==== Raw data ====

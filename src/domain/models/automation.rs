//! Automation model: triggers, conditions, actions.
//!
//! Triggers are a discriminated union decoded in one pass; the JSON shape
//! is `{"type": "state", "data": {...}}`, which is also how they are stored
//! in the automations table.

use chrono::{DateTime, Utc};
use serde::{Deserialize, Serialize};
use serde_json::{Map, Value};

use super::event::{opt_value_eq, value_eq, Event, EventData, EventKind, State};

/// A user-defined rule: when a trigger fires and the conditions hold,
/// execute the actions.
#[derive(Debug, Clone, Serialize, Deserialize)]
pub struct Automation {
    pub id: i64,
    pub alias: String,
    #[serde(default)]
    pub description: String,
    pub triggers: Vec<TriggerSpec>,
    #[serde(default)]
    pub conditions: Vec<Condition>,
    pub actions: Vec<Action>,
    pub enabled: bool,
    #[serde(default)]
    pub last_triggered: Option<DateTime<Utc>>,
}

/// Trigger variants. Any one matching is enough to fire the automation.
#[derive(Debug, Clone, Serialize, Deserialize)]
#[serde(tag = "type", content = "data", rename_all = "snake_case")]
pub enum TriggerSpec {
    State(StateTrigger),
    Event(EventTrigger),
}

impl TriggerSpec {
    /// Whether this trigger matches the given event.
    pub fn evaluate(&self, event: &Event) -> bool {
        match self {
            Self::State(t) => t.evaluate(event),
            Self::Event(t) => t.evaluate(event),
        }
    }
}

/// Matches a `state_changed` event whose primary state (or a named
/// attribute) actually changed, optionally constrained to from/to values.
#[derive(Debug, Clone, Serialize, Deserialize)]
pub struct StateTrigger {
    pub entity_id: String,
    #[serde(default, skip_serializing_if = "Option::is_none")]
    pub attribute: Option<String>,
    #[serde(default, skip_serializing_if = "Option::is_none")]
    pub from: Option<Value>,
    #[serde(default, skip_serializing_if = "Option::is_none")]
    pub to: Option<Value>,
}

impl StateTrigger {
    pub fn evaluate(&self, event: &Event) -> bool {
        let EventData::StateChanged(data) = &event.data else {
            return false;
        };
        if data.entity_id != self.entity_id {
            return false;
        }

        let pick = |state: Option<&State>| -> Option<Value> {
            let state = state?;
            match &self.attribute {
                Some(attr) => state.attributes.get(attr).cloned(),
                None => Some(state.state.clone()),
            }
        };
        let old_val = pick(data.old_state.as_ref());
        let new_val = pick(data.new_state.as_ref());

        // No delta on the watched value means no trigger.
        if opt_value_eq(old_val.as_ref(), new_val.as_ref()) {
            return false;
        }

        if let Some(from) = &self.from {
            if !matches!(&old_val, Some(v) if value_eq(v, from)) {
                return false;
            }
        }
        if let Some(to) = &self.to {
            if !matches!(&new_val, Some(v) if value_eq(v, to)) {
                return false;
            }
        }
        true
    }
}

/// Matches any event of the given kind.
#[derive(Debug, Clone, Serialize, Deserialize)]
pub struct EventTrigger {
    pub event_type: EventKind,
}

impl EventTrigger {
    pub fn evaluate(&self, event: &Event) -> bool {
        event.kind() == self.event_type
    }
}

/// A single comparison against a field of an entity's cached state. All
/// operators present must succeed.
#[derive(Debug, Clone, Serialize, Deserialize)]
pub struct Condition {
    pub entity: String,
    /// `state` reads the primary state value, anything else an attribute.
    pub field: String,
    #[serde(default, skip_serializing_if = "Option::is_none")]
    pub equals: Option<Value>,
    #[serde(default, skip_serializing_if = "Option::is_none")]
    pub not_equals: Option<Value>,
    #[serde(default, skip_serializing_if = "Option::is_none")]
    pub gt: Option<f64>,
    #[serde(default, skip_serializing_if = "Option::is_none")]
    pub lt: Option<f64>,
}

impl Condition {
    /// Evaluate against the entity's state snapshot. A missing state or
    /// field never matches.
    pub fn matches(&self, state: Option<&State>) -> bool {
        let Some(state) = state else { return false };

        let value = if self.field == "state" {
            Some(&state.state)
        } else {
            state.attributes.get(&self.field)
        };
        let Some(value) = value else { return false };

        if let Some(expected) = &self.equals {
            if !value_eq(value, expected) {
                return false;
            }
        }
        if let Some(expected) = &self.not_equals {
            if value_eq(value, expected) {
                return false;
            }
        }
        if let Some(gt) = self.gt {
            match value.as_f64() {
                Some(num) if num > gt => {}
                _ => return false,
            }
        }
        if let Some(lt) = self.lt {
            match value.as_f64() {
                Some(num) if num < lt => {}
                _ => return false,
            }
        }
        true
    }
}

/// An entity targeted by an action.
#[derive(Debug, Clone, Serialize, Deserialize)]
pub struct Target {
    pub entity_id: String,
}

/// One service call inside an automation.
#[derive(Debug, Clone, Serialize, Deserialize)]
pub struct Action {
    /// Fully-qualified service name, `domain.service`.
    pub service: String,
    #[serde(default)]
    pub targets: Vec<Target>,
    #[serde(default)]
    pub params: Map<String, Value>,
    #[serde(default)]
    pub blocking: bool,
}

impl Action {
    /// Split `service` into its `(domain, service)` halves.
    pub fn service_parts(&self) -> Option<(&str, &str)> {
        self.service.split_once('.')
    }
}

====

■ **Exercise objective**: Reproduce the line that contains "if let Some(expected) = &self.equals" and each line after it through the last line of the entries above, exactly; leave out all earlier lines.

■ **Result of this task**:
        if let Some(expected) = &self.equals {
            if !value_eq(value, expected) {
                return false;
            }
        }
        if let Some(expected) = &self.not_equals {
            if value_eq(value, expected) {
                return false;
            }
        }
        if let Some(gt) = self.gt {
            match value.as_f64() {
                Some(num) if num > gt => {}
                _ => return false,
            }
        }
        if let Some(lt) = self.lt {
            match value.as_f64() {
                Some(num) if num < lt => {}
                _ => return false,
            }
        }
        true
    }
}

/// An entity targeted by an action.
#[derive(Debug, Clone, Serialize, Deserialize)]
pub struct Target {
    pub entity_id: String,
}

/// One service call inside an automation.
#[derive(Debug, Clone, Serialize, Deserialize)]
pub struct Action {
    /// Fully-qualified service name, `domain.service`.
    pub service: String,
    #[serde(default)]
    pub targets: Vec<Target>,
    #[serde(default)]
    pub params: Map<String, Value>,
    #[serde(default)]
    pub blocking: bool,
}

impl Action {
    /// Split `service` into its `(domain, service)` halves.
    pub fn service_parts(&self) -> Option<(&str, &str)> {
        self.service.split_once('.')
    }
}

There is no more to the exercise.